It was some time since I was on call for a product myself, but my team was on call for our product.
When you have to respond, in the middle of the night, to an issue this is what it does to you:
The first thing you learn is the ability to find out the state of the application. What is “working” and “what is not”. If something is failing, where does it actually fail. It might be that application a is reporting the issue while in fact it is because it is because the dependency on application b is not fulfilled. But since B is down A is the one reporting it.
The next thing you learn is how easy it is to get the information about the state at a specific point in time. I.e. something happened 20 minutes ago. Can I still see what happened, can I follow the development of the problem. To find the source, and then to find how to solve it.
The last thing is how easy the thing is to operate without causing more problems (The operatbility of the system)

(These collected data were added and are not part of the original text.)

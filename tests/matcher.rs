use nuclear_matcher::{CompileError, Matcher, Params};

use std::sync::Arc;
use std::thread;

#[test]
fn matcher_cases() {
    let cases: &[(&str, &str, &[(&str, &str)])] = &[
        ("/:first", "/ok", &[("first", "ok")]),
        ("/:first/", "/ok/", &[("first", "ok")]),
        (
            "/:first/:second",
            "/ok/second",
            &[("first", "ok"), ("second", "second")],
        ),
        (
            "/:first(/:second)",
            "/ok/second",
            &[("first", "ok"), ("second", "second")],
        ),
        ("/:first(/:second)", "/ok", &[("first", "ok")]),
        ("/users/:id", "/users/scrooge-mc-duck", &[("id", "scrooge-mc-duck")]),
        ("/users/:id", "/users/47", &[("id", "47")]),
        (
            "/schools/:schoolId/teachers/:teacherId",
            "/schools/richland/teachers/47",
            &[("schoolId", "richland"), ("teacherId", "47")],
        ),
        ("/random/*", "/random/something/stuff", &[("path", "something/stuff")]),
        ("/*", "/sdfasfas", &[("path", "sdfasfas")]),
    ];

    for &(pattern, url, params) in cases.iter() {
        let matcher = Matcher::new(vec![(pattern, 1_usize)]);
        let m = match matcher.find(url).unwrap() {
            Some(m) => m,
            None => panic!("no match: pattern = {:?}, url = {:?}", pattern, url),
        };
        assert_eq!(*m.value(), 1);
        assert_eq!(m.url(), url);
        assert_eq!(m.pattern(), pattern);
        assert_eq!(&**m.params(), params, "pattern = {:?}", pattern);
    }
}

#[test]
fn matcher_mismatch_cases() {
    let cases: &[(&str, &str)] = &[
        ("/:first/:second", "/ok"),
        ("/:first/", "/ok"),
        ("/:first/:second", "/ok/"),
        ("/users/:id", "/something-else"),
        ("/random/*", "/random/"),
    ];

    for &(pattern, url) in cases.iter() {
        let matcher = Matcher::new(vec![(pattern, ())]);
        let ret = matcher.find(url).unwrap();
        assert!(
            ret.is_none(),
            "unexpected match: pattern = {:?}, url = {:?}, ret = {:?}",
            pattern,
            url,
            ret
        );
    }
}

#[test]
fn matcher_absent_optional_is_omitted() {
    let matcher = Matcher::new(vec![("/:first(/:second)", ())]);
    let m = matcher.find("/ok").unwrap().unwrap();
    assert_eq!(m.params().get("first"), Some("ok"));
    assert_eq!(m.params().get("second"), None);
    assert!(!m.params().contains("second"));
    assert_eq!(m.params().len(), 1);
}

#[test]
fn matcher_static_patterns() {
    let matcher = Matcher::new(vec![("/a.b/c+d", 1), ("/plain", 2)]);

    assert_eq!(*matcher.find("/a.b/c+d").unwrap().unwrap().value(), 1);
    assert!(matcher.find("/aXb/cd").unwrap().is_none());
    assert!(matcher.find("/a.b/c+d/").unwrap().is_none());

    assert_eq!(*matcher.find("/plain").unwrap().unwrap().value(), 2);
    assert!(matcher.find("/plain/").unwrap().is_none());
    assert!(matcher.find("/plai").unwrap().is_none());
    assert!(matcher.find("/Plain").unwrap().is_none());
}

#[test]
fn matcher_query_string() {
    let matcher = Matcher::new(vec![("/users/:id", ()), ("/about", ())]);

    let m = matcher.find("/users/47?tab=posts&x=1").unwrap().unwrap();
    assert_eq!(m.params().get("id"), Some("47"));
    assert_eq!(m.query(), Some("tab=posts&x=1"));
    assert_eq!(m.url(), "/users/47?tab=posts&x=1");

    let m = matcher.find("/about?").unwrap().unwrap();
    assert_eq!(m.pattern(), "/about");
    assert_eq!(m.query(), Some(""));

    let m = matcher.find("/about").unwrap().unwrap();
    assert_eq!(m.query(), None);
    assert!(m.params().is_empty());
}

#[test]
fn matcher_segment_never_spans_separators() {
    let matcher = Matcher::new(vec![("/:name", ())]);
    for url in &["/a/b", "/a?b/c", "/", "//"] {
        if let Some(m) = matcher.find(url).unwrap() {
            let v = m.params().get("name").unwrap();
            assert!(!v.contains('/') && !v.contains('?'), "url = {:?}", url);
        }
    }
    assert!(matcher.find("/a/b").unwrap().is_none());
    assert!(matcher.find("/").unwrap().is_none());
}

#[test]
fn matcher_first_match_wins() {
    let matcher: Matcher<usize> = vec![
        ("/users/:id", 1),
        ("/users/me", 2),
        ("/*", 3),
    ]
    .into();

    let m = matcher.find("/users/me").unwrap().unwrap();
    assert_eq!(*m.value(), 1);
    assert_eq!(m.pattern(), "/users/:id");

    let m = matcher.find("/users").unwrap().unwrap();
    assert_eq!(*m.value(), 3);
    assert_eq!(m.params().get("path"), Some("users"));

    assert!(matcher.find("/").unwrap().is_none());
}

#[test]
fn matcher_reinsert_keeps_position() {
    let mut matcher: Matcher<usize> = Matcher::empty();
    matcher
        .insert("/a/:x", 1)
        .insert("/a/b", 2)
        .insert("/a/:x", 3);

    assert_eq!(matcher.len(), 2);
    assert_eq!(matcher.patterns().collect::<Vec<_>>(), ["/a/:x", "/a/b"]);
    assert_eq!(*matcher.find("/a/b").unwrap().unwrap().value(), 3);
}

#[test]
fn matcher_does_not_touch_input() {
    let routes = vec![("/users/:id", String::from("user")), ("/*", String::from("any"))];
    let before = format!("{:?}", routes);

    let matcher: Matcher<String> = routes.iter().cloned().collect();
    matcher.find("/users/1").unwrap();
    matcher.find("/x").unwrap();

    assert_eq!(format!("{:?}", routes), before);
}

#[test]
fn matcher_compile_error_surfaces_on_lookup() {
    let matcher = Matcher::new(vec![("/ok", 1), ("/broken(/:id", 2), ("/later", 3)]);

    // routes before the broken one still resolve
    assert_eq!(*matcher.find("/ok").unwrap().unwrap().value(), 1);

    let err = matcher.find("/later").unwrap_err();
    assert!(matches!(err, CompileError::UnbalancedGroup { .. }));
    assert_eq!(err.pattern(), "/broken(/:id");

    // not cached, reported again
    assert!(matcher.find("/later").is_err());
    assert!(matcher.compile_all().is_err());
}

#[test]
fn matcher_try_insert() {
    let mut matcher: Matcher<usize> = Matcher::default();
    assert!(matcher.try_insert("/u/:id", 1).is_ok());
    assert!(matcher.try_insert("/u/(:id", 2).is_err());
    assert!(matcher.try_insert("/*/*", 3).is_err());
    assert_eq!(matcher.len(), 1);
    assert!(matcher.compile_all().is_ok());

    matcher.clear();
    assert!(matcher.is_empty());
    assert!(matcher.find("/u/1").unwrap().is_none());
}

#[test]
fn matcher_dispatch() {
    fn show(ctx: &str, params: Params<'_>) -> String {
        format!("{}:{}", ctx, params.get("id").unwrap_or("-"))
    }
    fn list(ctx: &str, _: Params<'_>) -> String {
        format!("{}:list", ctx)
    }

    let mut matcher: Matcher<fn(&str, Params<'_>) -> String> = Matcher::empty();
    matcher.insert("/users(/:id)", show).insert("/posts", list);

    assert_eq!(
        matcher.dispatch("/users/7", "state").unwrap(),
        Some(String::from("state:7"))
    );
    assert_eq!(
        matcher.dispatch("/users", "state").unwrap(),
        Some(String::from("state:-"))
    );
    assert_eq!(
        matcher.dispatch("/posts", "s").unwrap(),
        Some(String::from("s:list"))
    );
    assert_eq!(matcher.dispatch("/nope", "s").unwrap(), None);
}

#[test]
fn matcher_params_parse() {
    let matcher = Matcher::new(vec![("/page/:n", ())]);
    let m = matcher.find("/page/12").unwrap().unwrap();
    assert_eq!(m.params().parse::<u32>("n"), Some(Ok(12)));
    assert!(m.params().parse::<u32>("missing").is_none());

    let m = matcher.find("/page/x").unwrap().unwrap();
    assert!(m.params().parse::<u32>("n").unwrap().is_err());

    let map = m.into_params().to_map();
    assert_eq!(map.get("n").map(String::as_str), Some("x"));
}

#[test]
fn matcher_concurrent_first_use() {
    let matcher: Arc<Matcher<usize>> = Arc::new(
        (0..32)
            .map(|i| (format!("/r{}/:id", i), i))
            .collect(),
    );

    let handles: Vec<_> = (0..8)
        .map(|_| {
            let matcher = Arc::clone(&matcher);
            thread::spawn(move || {
                for i in (0..32).rev() {
                    let url = format!("/r{}/x", i);
                    let m = matcher.find(&url).unwrap().unwrap();
                    assert_eq!(*m.value(), i);
                    assert_eq!(m.params().get("id"), Some("x"));
                }
            })
        })
        .collect();

    for h in handles {
        h.join().unwrap();
    }
}

#[test]
fn matcher_oversized_rule_surfaces_on_lookup() {
    let pattern: String = (0..200_000).map(|i| format!("/:p{}", i)).collect();
    let matcher = Matcher::new(vec![("/ok", 1), (pattern.as_str(), 2)]);

    assert_eq!(*matcher.find("/ok").unwrap().unwrap().value(), 1);

    let err = matcher.find("/p0").unwrap_err();
    assert!(matches!(err, CompileError::Regex { .. }));
    assert_eq!(err.pattern(), pattern);
}

#[test]
fn matcher_try_insert_replaces_compiled_route() {
    let mut matcher: Matcher<usize> = Matcher::empty();
    matcher.insert("/a/:x", 1).insert("/b", 2);
    matcher.try_insert("/a/:x", 3).unwrap();

    assert_eq!(matcher.patterns().collect::<Vec<_>>(), ["/a/:x", "/b"]);
    let m = matcher.find("/a/y").unwrap().unwrap();
    assert_eq!(*m.value(), 3);
    assert_eq!(m.params().get("x"), Some("y"));

    // lookup on an owned url
    let url = String::from("/b");
    let pattern = {
        let m = matcher.find(&url).unwrap().unwrap();
        m.pattern()
    };
    assert_eq!(pattern, "/b");
}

Remembering one of the sweatiest nights of my life when I was on call for our customers production system and my pager got an alarm that of the minor kind, the one that I did not need to respond too. But at this time we had two known bugs, one was that the system occasionally failed which required my intervention to restore, the other was that once the alarm system had fired an alarm it would not fire more until someone went and reset it. So here I am, in the middle of the night in a foreign country, knowing that parts of the mobile network for this country may go down during the night and I would not get notified. Fun times.
Anyways, what I have learned from this is that some things that you test and think is a minor annoyance will typically scale in production. Other lessons in this area is that once you have a system that are designed to be monitored use that to help solve the testability problem. And you also need to add testability to the monitoring system as in injecting errors and other incidents with stuff like Chaos monkey or similar.